» **Problem description**
Could each record be restated word for word?

::::::::

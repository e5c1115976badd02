// file: src/models/section.rs
// description: logical document section assembled by the structure parser
// reference: internal data structures

use serde::{Deserialize, Serialize};

pub const INTRODUCTION_TITLE: &str = "Introduction";

/// A heading plus every body line that follows it until the next heading.
#[derive(Debug, Clone, PartialEq, Serialize, Deserialize)]
pub struct DocumentSection {
    pub title: String,
    pub start_page: u32,
    pub doc_name: String,
    lines: Vec<String>,
}

impl DocumentSection {
    pub fn new(title: impl Into<String>, start_page: u32, doc_name: impl Into<String>) -> Self {
        Self {
            title: title.into(),
            start_page: start_page.max(1),
            doc_name: doc_name.into(),
            lines: Vec::new(),
        }
    }

    /// Implicit section that collects body text appearing before the first heading.
    pub fn introduction(doc_name: impl Into<String>) -> Self {
        Self::new(INTRODUCTION_TITLE, 1, doc_name)
    }

    pub fn push_line(&mut self, line: impl Into<String>) {
        self.lines.push(line.into());
    }

    pub fn lines(&self) -> &[String] {
        &self.lines
    }

    /// Body text with every line newline-terminated.
    pub fn content(&self) -> String {
        let capacity = self.lines.iter().map(|line| line.len() + 1).sum();
        self.lines
            .iter()
            .fold(String::with_capacity(capacity), |mut content, line| {
                content.push_str(line);
                content.push('\n');
                content
            })
    }

    pub fn has_content(&self) -> bool {
        self.lines.iter().any(|line| !line.trim().is_empty())
    }

    pub fn word_count(&self) -> usize {
        self.lines
            .iter()
            .map(|line| line.split_whitespace().count())
            .sum()
    }
}

#[cfg(test)]
mod tests {
    use super::*;

    #[test]
    fn test_introduction_defaults() {
        let section = DocumentSection::introduction("guide.pdf");
        assert_eq!(section.title, "Introduction");
        assert_eq!(section.start_page, 1);
        assert!(!section.has_content());
    }

    #[test]
    fn test_content_joins_lines_once() {
        let mut section = DocumentSection::new("Scope", 2, "guide.pdf");
        section.push_line("first paragraph");
        section.push_line("second paragraph");

        assert_eq!(section.content(), "first paragraph\nsecond paragraph\n");
        assert_eq!(section.word_count(), 4);
    }

    #[test]
    fn test_whitespace_lines_are_not_content() {
        let mut section = DocumentSection::new("Scope", 2, "guide.pdf");
        section.push_line("   ");
        assert!(!section.has_content());
    }
}
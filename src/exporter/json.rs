// file: src/exporter/json.rs
// description: json export of the ranked output document

use crate::error::{PipelineError, Result};
use crate::models::FinalOutput;
use serde::Serialize;
use serde_json::ser::PrettyFormatter;
use std::fs;
use std::path::{Path, PathBuf};
use tracing::info;

#[derive(Debug, Clone)]
pub struct JsonExporter {
    output_file: PathBuf,
    pretty: bool,
}

impl JsonExporter {
    pub fn new(output_file: impl Into<PathBuf>, pretty: bool) -> Self {
        Self {
            output_file: output_file.into(),
            pretty,
        }
    }

    pub fn output_file(&self) -> &Path {
        &self.output_file
    }

    /// Serialises `value` with 4-space indentation (or compactly).
    pub fn render<T: Serialize>(value: &T, pretty: bool) -> Result<Vec<u8>> {
        let mut buffer = Vec::new();
        let outcome = if pretty {
            let formatter = PrettyFormatter::with_indent(b"    ");
            let mut serializer = serde_json::Serializer::with_formatter(&mut buffer, formatter);
            value.serialize(&mut serializer)
        } else {
            serde_json::to_writer(&mut buffer, value)
        };
        outcome.map_err(|e| PipelineError::Serialization(e.to_string()))?;
        buffer.push(b'\n');
        Ok(buffer)
    }

    /// Writes to a sibling temp file first, then renames over the target.
    pub fn export(&self, output: &FinalOutput) -> Result<()> {
        let bytes = Self::render(output, self.pretty)?;

        if let Some(parent) = self.output_file.parent()
            && !parent.as_os_str().is_empty()
        {
            fs::create_dir_all(parent).map_err(|source| PipelineError::FileOperation {
                path: parent.to_path_buf(),
                source,
            })?;
        }

        let tmp_path = self.output_file.with_extension("json.tmp");
        fs::write(&tmp_path, &bytes).map_err(|source| PipelineError::FileOperation {
            path: tmp_path.clone(),
            source,
        })?;
        fs::rename(&tmp_path, &self.output_file).map_err(|source| {
            PipelineError::FileOperation {
                path: self.output_file.clone(),
                source,
            }
        })?;

        info!(
            "Wrote {} sections and {} subsections to {}",
            output.extracted_section.len(),
            output.sub_section_analysis.len(),
            self.output_file.display()
        );
        Ok(())
    }
}

#[cfg(test)]
mod tests {
    use super::*;
    use crate::models::{ExtractedSection, RunMetadata, SubsectionAnalysis};
    use pretty_assertions::assert_eq;
    use tempfile::tempdir;

    fn sample_output() -> FinalOutput {
        FinalOutput {
            metadata: RunMetadata {
                input_documents: vec!["a.pdf".to_string()],
                persona: "Chef".to_string(),
                job_to_be_done: "plan a menu".to_string(),
                processing_timestamp: "2025-01-01T00:00:00+00:00".to_string(),
            },
            extracted_section: vec![ExtractedSection {
                document: "a.pdf".to_string(),
                page_number: 1,
                section_title: "Starters".to_string(),
                importance_rank: 1,
            }],
            sub_section_analysis: vec![SubsectionAnalysis {
                document: "a.pdf".to_string(),
                page_number: 1,
                refined_text: "Soup first".to_string(),
            }],
        }
    }

    #[test]
    fn test_export_creates_parent_dirs_and_roundtrips() {
        let dir = tempdir().unwrap();
        let target = dir.path().join("nested").join("results.json");
        let exporter = JsonExporter::new(&target, true);

        exporter.export(&sample_output()).unwrap();

        let written = fs::read_to_string(&target).unwrap();
        let parsed: FinalOutput = serde_json::from_str(&written).unwrap();
        assert_eq!(parsed, sample_output());
        assert!(!target.with_extension("json.tmp").exists());
    }

    #[test]
    fn test_pretty_output_uses_four_space_indent() {
        let rendered = JsonExporter::render(&sample_output(), true).unwrap();
        let text = String::from_utf8(rendered).unwrap();
        assert!(text.contains("\n    \"metadata\": {"));
        assert!(text.contains("\n        \"persona\": \"Chef\""));
    }

    #[test]
    fn test_compact_output_is_single_line() {
        let rendered = JsonExporter::render(&sample_output(), false).unwrap();
        let text = String::from_utf8(rendered).unwrap();
        assert_eq!(text.trim_end().lines().count(), 1);
    }

    #[test]
    fn test_export_below_a_file_fails() {
        let dir = tempdir().unwrap();
        let blocker = dir.path().join("file");
        fs::write(&blocker, "x").unwrap();
        let exporter = JsonExporter::new(blocker.join("results.json"), true);

        assert!(matches!(
            exporter.export(&sample_output()),
            Err(PipelineError::FileOperation { .. })
        ));
    }
}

::::::::

» **Exercise response**
repository e5c1115976badd02
// file: src/models/section.rs
// description: logical document section assembled by the structure parser
// reference: internal data structures

use serde::{Deserialize, Serialize};

pub const INTRODUCTION_TITLE: &str = "Introduction";

/// A heading plus every body line that follows it until the next heading.
#[derive(Debug, Clone, PartialEq, Serialize, Deserialize)]
pub struct DocumentSection {
    pub title: String,
    pub start_page: u32,
    pub doc_name: String,
    lines: Vec<String>,
}

impl DocumentSection {
    pub fn new(title: impl Into<String>, start_page: u32, doc_name: impl Into<String>) -> Self {
        Self {
            title: title.into(),
            start_page: start_page.max(1),
            doc_name: doc_name.into(),
            lines: Vec::new(),
        }
    }

    /// Implicit section that collects body text appearing before the first heading.
    pub fn introduction(doc_name: impl Into<String>) -> Self {
        Self::new(INTRODUCTION_TITLE, 1, doc_name)
    }

    pub fn push_line(&mut self, line: impl Into<String>) {
        self.lines.push(line.into());
    }

    pub fn lines(&self) -> &[String] {
        &self.lines
    }

    /// Body text with every line newline-terminated.
    pub fn content(&self) -> String {
        let capacity = self.lines.iter().map(|line| line.len() + 1).sum();
        self.lines
            .iter()
            .fold(String::with_capacity(capacity), |mut content, line| {
                content.push_str(line);
                content.push('\n');
                content
            })
    }

    pub fn has_content(&self) -> bool {
        self.lines.iter().any(|line| !line.trim().is_empty())
    }

    pub fn word_count(&self) -> usize {
        self.lines
            .iter()
            .map(|line| line.split_whitespace().count())
            .sum()
    }
}

#[cfg(test)]
mod tests {
    use super::*;

    #[test]
    fn test_introduction_defaults() {
        let section = DocumentSection::introduction("guide.pdf");
        assert_eq!(section.title, "Introduction");
        assert_eq!(section.start_page, 1);
        assert!(!section.has_content());
    }

    #[test]
    fn test_content_joins_lines_once() {
        let mut section = DocumentSection::new("Scope", 2, "guide.pdf");
        section.push_line("first paragraph");
        section.push_line("second paragraph");

        assert_eq!(section.content(), "first paragraph\nsecond paragraph\n");
        assert_eq!(section.word_count(), 4);
    }

    #[test]
    fn test_whitespace_lines_are_not_content() {
        let mut section = DocumentSection::new("Scope", 2, "guide.pdf");
        section.push_line("   ");
        assert!(!section.has_content());
    }
}
filename src/exporter/json.rs
// file: src/exporter/json.rs
// description: json export of the ranked output document

use crate::error::{PipelineError, Result};
use crate::models::FinalOutput;
use serde::Serialize;
use serde_json::ser::PrettyFormatter;
use std::fs;
use std::path::{Path, PathBuf};
use tracing::info;

#[derive(Debug, Clone)]
pub struct JsonExporter {
    output_file: PathBuf,
    pretty: bool,
}

impl JsonExporter {
    pub fn new(output_file: impl Into<PathBuf>, pretty: bool) -> Self {
        Self {
            output_file: output_file.into(),
            pretty,
        }
    }

    pub fn output_file(&self) -> &Path {
        &self.output_file
    }

    /// Serialises `value` with 4-space indentation (or compactly).
    pub fn render<T: Serialize>(value: &T, pretty: bool) -> Result<Vec<u8>> {
        let mut buffer = Vec::new();
        let outcome = if pretty {
            let formatter = PrettyFormatter::with_indent(b"    ");
            let mut serializer = serde_json::Serializer::with_formatter(&mut buffer, formatter);
            value.serialize(&mut serializer)
        } else {
            serde_json::to_writer(&mut buffer, value)
        };
        outcome.map_err(|e| PipelineError::Serialization(e.to_string()))?;
        buffer.push(b'\n');
        Ok(buffer)
    }

    /// Writes to a sibling temp file first, then renames over the target.
    pub fn export(&self, output: &FinalOutput) -> Result<()> {
        let bytes = Self::render(output, self.pretty)?;

        if let Some(parent) = self.output_file.parent()
            && !parent.as_os_str().is_empty()
        {
            fs::create_dir_all(parent).map_err(|source| PipelineError::FileOperation {
                path: parent.to_path_buf(),
                source,
            })?;
        }

        let tmp_path = self.output_file.with_extension("json.tmp");
        fs::write(&tmp_path, &bytes).map_err(|source| PipelineError::FileOperation {
            path: tmp_path.clone(),
            source,
        })?;
        fs::rename(&tmp_path, &self.output_file).map_err(|source| {
            PipelineError::FileOperation {
                path: self.output_file.clone(),
                source,
            }
        })?;

        info!(
            "Wrote {} sections and {} subsections to {}",
            output.extracted_section.len(),
            output.sub_section_analysis.len(),
            self.output_file.display()
        );
        Ok(())
    }
}

#[cfg(test)]
mod tests {
    use super::*;
    use crate::models::{ExtractedSection, RunMetadata, SubsectionAnalysis};
    use pretty_assertions::assert_eq;
    use tempfile::tempdir;

    fn sample_output() -> FinalOutput {
        FinalOutput {
            metadata: RunMetadata {
                input_documents: vec!["a.pdf".to_string()],
                persona: "Chef".to_string(),
                job_to_be_done: "plan a menu".to_string(),
                processing_timestamp: "2025-01-01T00:00:00+00:00".to_string(),
            },
            extracted_section: vec![ExtractedSection {
                document: "a.pdf".to_string(),
                page_number: 1,
                section_title: "Starters".to_string(),
                importance_rank: 1,
            }],
            sub_section_analysis: vec![SubsectionAnalysis {
                document: "a.pdf".to_string(),
                page_number: 1,
                refined_text: "Soup first".to_string(),
            }],
        }
    }

    #[test]
    fn test_export_creates_parent_dirs_and_roundtrips() {
        let dir = tempdir().unwrap();
        let target = dir.path().join("nested").join("results.json");
        let exporter = JsonExporter::new(&target, true);

        exporter.export(&sample_output()).unwrap();

        let written = fs::read_to_string(&target).unwrap();
        let parsed: FinalOutput = serde_json::from_str(&written).unwrap();
        assert_eq!(parsed, sample_output());
        assert!(!target.with_extension("json.tmp").exists());
    }

    #[test]
    fn test_pretty_output_uses_four_space_indent() {
        let rendered = JsonExporter::render(&sample_output(), true).unwrap();
        let text = String::from_utf8(rendered).unwrap();
        assert!(text.contains("\n    \"metadata\": {"));
        assert!(text.contains("\n        \"persona\": \"Chef\""));
    }

    #[test]
    fn test_compact_output_is_single_line() {
        let rendered = JsonExporter::render(&sample_output(), false).unwrap();
        let text = String::from_utf8(rendered).unwrap();
        assert_eq!(text.trim_end().lines().count(), 1);
    }

    #[test]
    fn test_export_below_a_file_fails() {
        let dir = tempdir().unwrap();
        let blocker = dir.path().join("file");
        fs::write(&blocker, "x").unwrap();
        let exporter = JsonExporter::new(blocker.join("results.json"), true);

        assert!(matches!(
            exporter.export(&sample_output()),
            Err(PipelineError::FileOperation { .. })
        ));
    }
}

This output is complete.